Suite à l’arrivée d’une nouvelle gouvernante, de mystérieux incidents se produisent dans un vieux manoir gothique, habité par deux jeunes orphelins. Cette nouvelle éducatrice soupçonne rapidement les fantômes de deux anciens serviteurs, morts dans des circonstances inquiétantes, d’envoûter les enfants, pour revivre leur lubrique passion sexuelle.
Figurant aux côtés du chef d’œuvre The Haunting de Robert Wise parmi la quintessence du film de maisons hantées, The Innocents mérite amplement sa place d’honneur au panthéon de la collection Criterion. Adapté du texte The Turn of the Screw d’Henry James, le film de Jack Clayton est aussi inquiétant, étrange et perturbant après toutes ces années. Le génie du cinéaste sera d’offrir une œuvre aussi belle que consistante. Sa direction d’acteurs est admirable. L’actrice Deborah Kerr a souvent affirmé qu’elle y concédait sa meilleure performance en carrière. Son jeu puissant offre à Miss Giddens la force et la fragilité nécessaire.

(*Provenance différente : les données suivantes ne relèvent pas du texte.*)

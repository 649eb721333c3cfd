use borsh::{BorshDeserialize, BorshSerialize};
use solana_program::{
    instruction::{AccountMeta, Instruction},
    program_error::ProgramError,
    pubkey::Pubkey,
    system_program,
};
use spl_associated_token_account::get_associated_token_address;

use crate::pda::{derive_offer_pda, derive_vault_address};

#[derive(BorshSerialize, BorshDeserialize, Debug, Clone, PartialEq, Eq)]
pub enum EscrowInstruction {
    /// Locks mint A in a fresh vault and records the offer.
    ///
    /// 0. `[writable, signer]` maker
    /// 1. `[]` token mint A
    /// 2. `[]` token mint B
    /// 3. `[writable]` maker's token account for mint A
    /// 4. `[writable]` offer PDA
    /// 5. `[writable]` vault
    /// 6. `[]` system program
    /// 7. `[]` token program
    /// 8. `[]` associated token program
    MakeOffer {
        id: u64,
        token_a_offered_amount: u64,
        token_b_wanted_amount: u64,
    },
    /// Pays the maker in mint B and releases the vault to the taker.
    ///
    /// 0. `[writable, signer]` taker
    /// 1. `[writable]` maker
    /// 2. `[]` token mint A
    /// 3. `[]` token mint B
    /// 4. `[writable]` taker's associated token account for mint A
    /// 5. `[writable]` taker's token account for mint B
    /// 6. `[writable]` maker's associated token account for mint B
    /// 7. `[writable]` offer PDA
    /// 8. `[writable]` vault
    /// 9. `[]` system program
    /// 10. `[]` token program
    /// 11. `[]` associated token program
    TakeOffer { id: u64 },
    /// Returns the vault to the maker and closes the offer.
    ///
    /// 0. `[writable, signer]` maker
    /// 1. `[]` token mint A
    /// 2. `[writable]` maker's associated token account for mint A
    /// 3. `[writable]` offer PDA
    /// 4. `[writable]` vault
    /// 5. `[]` system program
    /// 6. `[]` token program
    /// 7. `[]` associated token program
    CancelOffer { id: u64 },
}

#[allow(clippy::too_many_arguments)]
pub fn make_offer(
    program_id: &Pubkey,
    maker: &Pubkey,
    token_mint_a: &Pubkey,
    token_mint_b: &Pubkey,
    maker_token_account_a: &Pubkey,
    id: u64,
    token_a_offered_amount: u64,
    token_b_wanted_amount: u64,
) -> Result<Instruction, ProgramError> {
    let (offer, _) = derive_offer_pda(program_id, maker, id);
    let vault = derive_vault_address(&offer, token_mint_a);
    let data = borsh::to_vec(&EscrowInstruction::MakeOffer {
        id,
        token_a_offered_amount,
        token_b_wanted_amount,
    })?;

    Ok(Instruction {
        program_id: *program_id,
        accounts: vec![
            AccountMeta::new(*maker, true),
            AccountMeta::new_readonly(*token_mint_a, false),
            AccountMeta::new_readonly(*token_mint_b, false),
            AccountMeta::new(*maker_token_account_a, false),
            AccountMeta::new(offer, false),
            AccountMeta::new(vault, false),
            AccountMeta::new_readonly(system_program::id(), false),
            AccountMeta::new_readonly(spl_token::id(), false),
            AccountMeta::new_readonly(spl_associated_token_account::id(), false),
        ],
        data,
    })
}

pub fn take_offer(
    program_id: &Pubkey,
    taker: &Pubkey,
    maker: &Pubkey,
    token_mint_a: &Pubkey,
    token_mint_b: &Pubkey,
    taker_token_account_b: &Pubkey,
    id: u64,
) -> Result<Instruction, ProgramError> {
    let (offer, _) = derive_offer_pda(program_id, maker, id);
    let vault = derive_vault_address(&offer, token_mint_a);
    let taker_token_account_a = get_associated_token_address(taker, token_mint_a);
    let maker_token_account_b = get_associated_token_address(maker, token_mint_b);
    let data = borsh::to_vec(&EscrowInstruction::TakeOffer { id })?;

    Ok(Instruction {
        program_id: *program_id,
        accounts: vec![
            AccountMeta::new(*taker, true),
            AccountMeta::new(*maker, false),
            AccountMeta::new_readonly(*token_mint_a, false),
            AccountMeta::new_readonly(*token_mint_b, false),
            AccountMeta::new(taker_token_account_a, false),
            AccountMeta::new(*taker_token_account_b, false),
            AccountMeta::new(maker_token_account_b, false),
            AccountMeta::new(offer, false),
            AccountMeta::new(vault, false),
            AccountMeta::new_readonly(system_program::id(), false),
            AccountMeta::new_readonly(spl_token::id(), false),
            AccountMeta::new_readonly(spl_associated_token_account::id(), false),
        ],
        data,
    })
}

/// `maker` is the offer's maker; `signer` is whoever submits the cancel.
/// Only a cancel where the two are the same identity can succeed.
pub fn cancel_offer(
    program_id: &Pubkey,
    signer: &Pubkey,
    maker: &Pubkey,
    token_mint_a: &Pubkey,
    id: u64,
) -> Result<Instruction, ProgramError> {
    let (offer, _) = derive_offer_pda(program_id, maker, id);
    let vault = derive_vault_address(&offer, token_mint_a);
    let signer_token_account_a = get_associated_token_address(signer, token_mint_a);
    let data = borsh::to_vec(&EscrowInstruction::CancelOffer { id })?;

    Ok(Instruction {
        program_id: *program_id,
        accounts: vec![
            AccountMeta::new(*signer, true),
            AccountMeta::new_readonly(*token_mint_a, false),
            AccountMeta::new(signer_token_account_a, false),
            AccountMeta::new(offer, false),
            AccountMeta::new(vault, false),
            AccountMeta::new_readonly(system_program::id(), false),
            AccountMeta::new_readonly(spl_token::id(), false),
            AccountMeta::new_readonly(spl_associated_token_account::id(), false),
        ],
        data,
    })
}
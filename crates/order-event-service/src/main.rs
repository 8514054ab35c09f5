//! 订单事件处理服务入口
//!
//! 装配顺序：配置 → 日志 → Kafka 生产者/DLQ → 分发器 → 泳道池 →
//! 消费者 + DLQ 消费者。收到 Ctrl-C 后通过 watch channel 广播关闭信号，
//! 等消费者停止、泳道排空后再退出。

use std::sync::Arc;

use dashmap::DashMap;
use tokio::sync::watch;
use tracing::info;

use order_shared::config::AppConfig;
use order_shared::dlq::{DlqConsumer, DlqProducer};
use order_shared::kafka::KafkaProducer;
use order_shared::observability;

use order_event_service::consumer::OrderConsumer;
use order_event_service::engine::StateStore;
use order_event_service::handlers;
use order_event_service::lane::LanePool;

#[tokio::main]
async fn main() -> anyhow::Result<()> {
    let config = AppConfig::load("order-event-service")?;
    observability::init(&config.observability)?;

    info!(
        service = %config.service_name,
        environment = %config.environment,
        brokers = %config.kafka.brokers,
        lanes = config.lanes.count,
        "订单事件处理服务启动中"
    );

    let producer = KafkaProducer::new(&config.kafka)?;
    let dlq = DlqProducer::new(
        producer.clone(),
        &config.service_name,
        config.retry.max_retries,
    );

    let store: StateStore = Arc::new(DashMap::new());
    let dispatcher = Arc::new(handlers::default_dispatcher());

    let (shutdown_tx, shutdown_rx) = watch::channel(false);

    let lanes = Arc::new(LanePool::spawn(
        &config,
        store.clone(),
        dispatcher,
        dlq.clone(),
        shutdown_rx.clone(),
    ));

    let consumer = OrderConsumer::new(&config, dlq.clone())?;
    let consumer_task = tokio::spawn(consumer.run(shutdown_rx.clone(), lanes.clone()));

    let dlq_consumer = DlqConsumer::new(&config, producer.clone())?;
    let dlq_task = tokio::spawn(dlq_consumer.run(shutdown_rx.clone()));

    info!("服务已就绪，等待事件");

    tokio::signal::ctrl_c().await?;
    info!("收到退出信号，开始优雅关闭");

    // 广播关闭：消费者先停止拉取，泳道随后排空队列
    shutdown_tx.send(true)?;

    consumer_task.await?;
    dlq_task.await?;
    lanes.join().await;

    info!("订单事件处理服务已退出");
    Ok(())
}
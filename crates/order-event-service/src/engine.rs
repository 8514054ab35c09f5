//! 状态转移引擎
//!
//! 持有每个订单的当前状态，依据生命周期可达性校验并应用状态转移，
//! 成功时产出有序的副作用意图交给分发器。OrderState 只能经由 `apply`
//! 的校验路径变更；状态存储按实体键共享给读侧查询，但每个键只会被
//! 其所属泳道写入。

use std::sync::Arc;

use dashmap::DashMap;
use serde::{Deserialize, Serialize};
use tracing::{debug, info};

use order_shared::error::OrderError;
use order_shared::events::{OrderEvent, OrderStatus};

// ---------------------------------------------------------------------------
// SideEffect — 副作用意图
// ---------------------------------------------------------------------------

/// 副作用能力集合
///
/// 每种意图对应且仅对应一个处理器，由分发器路由。
#[derive(Debug, Clone, Copy, PartialEq, Eq, Hash, Serialize, Deserialize)]
#[serde(rename_all = "SCREAMING_SNAKE_CASE")]
pub enum SideEffectKind {
    InventoryCheck,
    PaymentRequest,
    ShippingRequest,
    NotificationRequest,
    RefundRequest,
}

impl std::fmt::Display for SideEffectKind {
    fn fmt(&self, f: &mut std::fmt::Formatter<'_>) -> std::fmt::Result {
        let s = match self {
            Self::InventoryCheck => "INVENTORY_CHECK",
            Self::PaymentRequest => "PAYMENT_REQUEST",
            Self::ShippingRequest => "SHIPPING_REQUEST",
            Self::NotificationRequest => "NOTIFICATION_REQUEST",
            Self::RefundRequest => "REFUND_REQUEST",
        };
        write!(f, "{s}")
    }
}

/// 一次已校验转移产出的副作用意图
#[derive(Debug, Clone, Serialize)]
pub struct SideEffect {
    pub kind: SideEffectKind,
    pub order_id: String,
    pub customer_id: String,
    /// 触发该意图的目标状态
    pub triggered_by: OrderStatus,
}

/// 各状态成功落地后需要触发的副作用，顺序即执行顺序
fn effects_for(status: OrderStatus) -> &'static [SideEffectKind] {
    use SideEffectKind::*;
    match status {
        OrderStatus::Created => &[InventoryCheck, PaymentRequest],
        OrderStatus::Paid => &[ShippingRequest],
        OrderStatus::Shipped => &[NotificationRequest],
        OrderStatus::Delivered => &[NotificationRequest],
        OrderStatus::Cancelled => &[RefundRequest, NotificationRequest],
    }
}

// ---------------------------------------------------------------------------
// OrderState — 订单实体状态
// ---------------------------------------------------------------------------

/// 订单实体状态
///
/// 由转移引擎独占写入，记录当前状态、最近一次已应用的序号
/// 以及完整的历史轨迹，实体存活期间一直保留。
#[derive(Debug, Clone, Serialize)]
pub struct OrderState {
    pub order_id: String,
    pub customer_id: String,
    pub current_status: OrderStatus,
    pub last_applied_sequence: u64,
    /// 按应用顺序记录的历史状态（含当前状态）
    pub history: Vec<OrderStatus>,
}

/// 订单状态存储，按实体键共享
pub type StateStore = Arc<DashMap<String, OrderState>>;

// ---------------------------------------------------------------------------
// TransitionEngine
// ---------------------------------------------------------------------------

/// 状态转移引擎
///
/// `apply` 是 OrderState 唯一的变更入口。调用方（定序器）保证同一实体
/// 的事件按序号递增逐个进入，引擎只负责生命周期可达性校验。
pub struct TransitionEngine {
    states: StateStore,
}

impl TransitionEngine {
    pub fn new() -> Self {
        Self {
            states: Arc::new(DashMap::new()),
        }
    }

    /// 使用外部共享的状态存储构建，供多条泳道挂到同一张表上
    pub fn with_store(states: StateStore) -> Self {
        Self { states }
    }

    /// 获取状态存储的共享句柄（读侧查询用）
    pub fn store(&self) -> StateStore {
        self.states.clone()
    }

    /// 查询某订单的当前状态快照
    pub fn state_of(&self, order_id: &str) -> Option<OrderState> {
        self.states.get(order_id).map(|s| s.clone())
    }

    /// 校验并应用一次状态转移，成功时返回有序的副作用意图
    ///
    /// - 未知实体收到 CREATED → 创建新 OrderState
    /// - 未知实体收到其他状态 → `unknown-entity`
    /// - 已知实体但目标状态不可达 → `invalid-transition`
    pub fn apply(&self, event: &OrderEvent) -> Result<Vec<SideEffect>, OrderError> {
        match self.states.get_mut(&event.order_id) {
            Some(mut state) => {
                if !state.current_status.can_transition_to(event.status) {
                    return Err(OrderError::InvalidTransition {
                        order_id: event.order_id.clone(),
                        from: state.current_status,
                        to: event.status,
                    });
                }

                state.current_status = event.status;
                state.last_applied_sequence = event.sequence;
                state.history.push(event.status);

                info!(
                    order_id = %event.order_id,
                    status = %event.status,
                    sequence = event.sequence,
                    "状态转移已应用"
                );
            }
            None => {
                if event.status != OrderStatus::Created {
                    return Err(OrderError::UnknownEntity {
                        order_id: event.order_id.clone(),
                        status: event.status,
                    });
                }

                self.states.insert(
                    event.order_id.clone(),
                    OrderState {
                        order_id: event.order_id.clone(),
                        customer_id: event.customer_id.clone(),
                        current_status: OrderStatus::Created,
                        last_applied_sequence: event.sequence,
                        history: vec![OrderStatus::Created],
                    },
                );

                info!(
                    order_id = %event.order_id,
                    customer_id = %event.customer_id,
                    sequence = event.sequence,
                    "新订单实体已创建"
                );
            }
        }

        let effects: Vec<SideEffect> = effects_for(event.status)
            .iter()
            .map(|&kind| SideEffect {
                kind,
                order_id: event.order_id.clone(),
                customer_id: event.customer_id.clone(),
                triggered_by: event.status,
            })
            .collect();

        debug!(
            order_id = %event.order_id,
            status = %event.status,
            effects = effects.len(),
            "副作用意图已生成"
        );

        Ok(effects)
    }
}

impl Default for TransitionEngine {
    fn default() -> Self {
        Self::new()
    }
}

// ---------------------------------------------------------------------------
// 单元测试
// ---------------------------------------------------------------------------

Soulignant son ton grave dès l’ouverture, lorsque la fanfare habituelle de la Twentieth Century Fox est délaissée au profit d’une ritournelle victorienne, on ressent immédiatement cette brisure de la convention. De manière habile, le cinéaste et son directeur photo, Freddie Francis, s’amusent à offrir un rapport de contradiction, autant au niveau esthétique que narratif. On choisit d’abord le cinémascope pour tourner un film d’horreur en noir et blanc, ce qui n’était pas la tendance. Ce choix permettra de donner de l’ampleur aux images, notamment en jouant sur la profondeur de champ. La cinématographie du long-métrage est à la fois sublime et ingénieuse. La manière avec laquelle la caméra réussit à se mouvoir et à se faufiler parmi les personnages magnifie automatiquement l’immersion du spectateur. Cette même composition visuelle donnera vie au manoir et au domaine l’environnant. Chaque figure qui devrait transformer ce palais idyllique en paradis terrestre devient alors ce qui le travesti en cauchemar, qu’il s’agisse des statues de chérubins crachant des insectes, du soleil éblouissant, qui aveugle au point de dissimuler la menace, ou encore de certains plans incongrus des enfants, leur conférant un air carrément diabolique. Impossible pour le spectateur de se réconcilier avec le moindre repère que sa mémoire de cinéphile a enregistré. Après son travail sur The Innocents, Francis a également rencontré un certain succès comme metteur en scène. Reconnu, entre autres, pour plusieurs réalisations au sein de la Hammer, il est avant tout un magicien de l’image.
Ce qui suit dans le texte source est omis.